* [Task to carry out]
Copy out each line of the data below in which the string "Ordering" appears.

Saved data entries

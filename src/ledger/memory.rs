//! In-process Ledger Store
//!
//! Committed account state lives behind one `RwLock` so a commit touching
//! several accounts becomes visible all at once. Mutation is serialized by a
//! per-account async mutex kept in a `DashMap`; a unit of work holds the
//! owned guards until it commits or is dropped.

use std::collections::{BTreeMap, HashMap};
use std::sync::atomic::{AtomicI64, Ordering};
use std::sync::{Arc, RwLock, RwLockReadGuard, RwLockWriteGuard};
use std::time::Duration;

use async_trait::async_trait;
use dashmap::DashMap;
use tokio::sync::{Mutex, OwnedMutexGuard};

use crate::domain::{Account, NewAccount};

use super::{with_deadline, AccountKey, LedgerError, LedgerStore, LedgerTx};

#[derive(Debug, Default)]
struct Tables {
    accounts: BTreeMap<i64, Account>,
    numbers: HashMap<i64, i64>,
}

#[derive(Debug)]
struct Shared {
    tables: RwLock<Tables>,
    locks: DashMap<i64, Arc<Mutex<()>>>,
    next_id: AtomicI64,
}

impl Shared {
    fn read(&self) -> Result<RwLockReadGuard<'_, Tables>, LedgerError> {
        self.tables
            .read()
            .map_err(|_| LedgerError::Unavailable("ledger tables poisoned".to_string()))
    }

    fn write(&self) -> Result<RwLockWriteGuard<'_, Tables>, LedgerError> {
        self.tables
            .write()
            .map_err(|_| LedgerError::Unavailable("ledger tables poisoned".to_string()))
    }

    /// Acquire the mutation lock of an account, waiting at most `deadline`
    async fn acquire(
        &self,
        id: i64,
        deadline: Duration,
    ) -> Result<OwnedMutexGuard<()>, LedgerError> {
        // Clone out of the map so no shard guard is held across the await
        let lock = self
            .locks
            .get(&id)
            .map(|entry| Arc::clone(entry.value()))
            .ok_or(LedgerError::NotFound(AccountKey::Id(id)))?;

        let guard = with_deadline(deadline, async move { Ok(lock.lock_owned().await) }).await?;

        // The account may have been deleted while we waited
        if !self.read()?.accounts.contains_key(&id) {
            return Err(LedgerError::NotFound(AccountKey::Id(id)));
        }

        Ok(guard)
    }
}

/// Ledger store kept in process memory
#[derive(Debug, Clone)]
pub struct InMemoryLedgerStore {
    shared: Arc<Shared>,
    timeout: Duration,
}

impl InMemoryLedgerStore {
    /// Create an empty store whose lock waits honor `timeout`
    pub fn new(timeout: Duration) -> Self {
        Self {
            shared: Arc::new(Shared {
                tables: RwLock::new(Tables::default()),
                locks: DashMap::new(),
                next_id: AtomicI64::new(1),
            }),
            timeout,
        }
    }

    /// Sum of all balances, used to check conservation
    pub fn total_balance(&self) -> Result<i64, LedgerError> {
        Ok(self.shared.read()?.accounts.values().map(|a| a.balance).sum())
    }
}

impl Default for InMemoryLedgerStore {
    fn default() -> Self {
        Self::new(Duration::from_secs(5))
    }
}

#[async_trait]
impl LedgerStore for InMemoryLedgerStore {
    fn backend(&self) -> &'static str {
        "memory"
    }

    async fn get(&self, id: i64) -> Result<Account, LedgerError> {
        self.shared
            .read()?
            .accounts
            .get(&id)
            .cloned()
            .ok_or(LedgerError::NotFound(AccountKey::Id(id)))
    }

    async fn get_by_number(&self, number: i64) -> Result<Account, LedgerError> {
        let tables = self.shared.read()?;
        tables
            .numbers
            .get(&number)
            .and_then(|id| tables.accounts.get(id))
            .cloned()
            .ok_or(LedgerError::NotFound(AccountKey::Number(number)))
    }

    async fn list(&self) -> Result<Vec<Account>, LedgerError> {
        Ok(self.shared.read()?.accounts.values().cloned().collect())
    }

    async fn create(&self, account: NewAccount) -> Result<Account, LedgerError> {
        let mut tables = self.shared.write()?;

        if tables.numbers.contains_key(&account.number) {
            return Err(LedgerError::Conflict(account.number));
        }

        let id = self.shared.next_id.fetch_add(1, Ordering::SeqCst);
        let account = account.into_account(id);

        self.shared.locks.insert(id, Arc::new(Mutex::new(())));
        tables.numbers.insert(account.number, id);
        tables.accounts.insert(id, account.clone());

        tracing::debug!(id, number = account.number, "Account stored");

        Ok(account)
    }

    async fn update_balance(&self, id: i64, new_balance: i64) -> Result<(), LedgerError> {
        let _guard = self.shared.acquire(id, self.timeout).await?;

        let mut tables = self.shared.write()?;
        let account = tables
            .accounts
            .get_mut(&id)
            .ok_or(LedgerError::NotFound(AccountKey::Id(id)))?;
        account.balance = new_balance;

        Ok(())
    }

    async fn delete(&self, id: i64) -> Result<(), LedgerError> {
        // Wait for any unit of work holding the account to finish
        let _guard = self.shared.acquire(id, self.timeout).await?;

        let mut tables = self.shared.write()?;
        let account = tables
            .accounts
            .remove(&id)
            .ok_or(LedgerError::NotFound(AccountKey::Id(id)))?;
        tables.numbers.remove(&account.number);
        self.shared.locks.remove(&id);

        tracing::debug!(id, number = account.number, "Account deleted");

        Ok(())
    }

    async fn begin(&self) -> Result<Box<dyn LedgerTx>, LedgerError> {
        Ok(Box::new(InMemoryLedgerTx {
            shared: Arc::clone(&self.shared),
            timeout: self.timeout,
            held: HashMap::new(),
            finished: false,
        }))
    }
}

struct HeldAccount {
    _guard: OwnedMutexGuard<()>,
    balance: i64,
    staged: bool,
}

/// Unit of work over the in-process store
struct InMemoryLedgerTx {
    shared: Arc<Shared>,
    timeout: Duration,
    held: HashMap<i64, HeldAccount>,
    finished: bool,
}

impl InMemoryLedgerTx {
    fn held_mut(&mut self, id: i64) -> Result<&mut HeldAccount, LedgerError> {
        if self.finished {
            return Err(LedgerError::Finished);
        }
        self.held.get_mut(&id).ok_or(LedgerError::NotLocked(id))
    }
}

#[async_trait]
impl LedgerTx for InMemoryLedgerTx {
    async fn lock(&mut self, id: i64) -> Result<Account, LedgerError> {
        if self.finished {
            return Err(LedgerError::Finished);
        }

        if !self.held.contains_key(&id) {
            let guard = self.shared.acquire(id, self.timeout).await?;
            let balance = self.shared.get_balance(id)?;
            self.held.insert(
                id,
                HeldAccount {
                    _guard: guard,
                    balance,
                    staged: false,
                },
            );
        }

        let mut account = self
            .shared
            .read()?
            .accounts
            .get(&id)
            .cloned()
            .ok_or(LedgerError::NotFound(AccountKey::Id(id)))?;
        account.balance = self.held_mut(id)?.balance;

        Ok(account)
    }

    async fn read_balance(&mut self, id: i64) -> Result<i64, LedgerError> {
        Ok(self.held_mut(id)?.balance)
    }

    async fn write_balance(&mut self, id: i64, new_balance: i64) -> Result<(), LedgerError> {
        let held = self.held_mut(id)?;
        held.balance = new_balance;
        held.staged = true;
        Ok(())
    }

    async fn commit(&mut self) -> Result<(), LedgerError> {
        if self.finished {
            return Err(LedgerError::Finished);
        }

        {
            let mut tables = self.shared.write()?;

            // Validate every target before touching any of them
            for id in self.held.iter().filter(|(_, h)| h.staged).map(|(id, _)| id) {
                if !tables.accounts.contains_key(id) {
                    return Err(LedgerError::NotFound(AccountKey::Id(*id)));
                }
            }

            for (id, held) in self.held.iter().filter(|(_, h)| h.staged) {
                if let Some(account) = tables.accounts.get_mut(id) {
                    account.balance = held.balance;
                }
            }
        }

        self.finished = true;
        self.held.clear();
        Ok(())
    }
}

impl Shared {
    fn get_balance(&self, id: i64) -> Result<i64, LedgerError> {
        self.read()?
            .accounts
            .get(&id)
            .map(|account| account.balance)
            .ok_or(LedgerError::NotFound(AccountKey::Id(id)))
    }
}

* [Expected answer]
use std::sync::atomic::{AtomicI64, Ordering};
        let id = self.shared.next_id.fetch_add(1, Ordering::SeqCst);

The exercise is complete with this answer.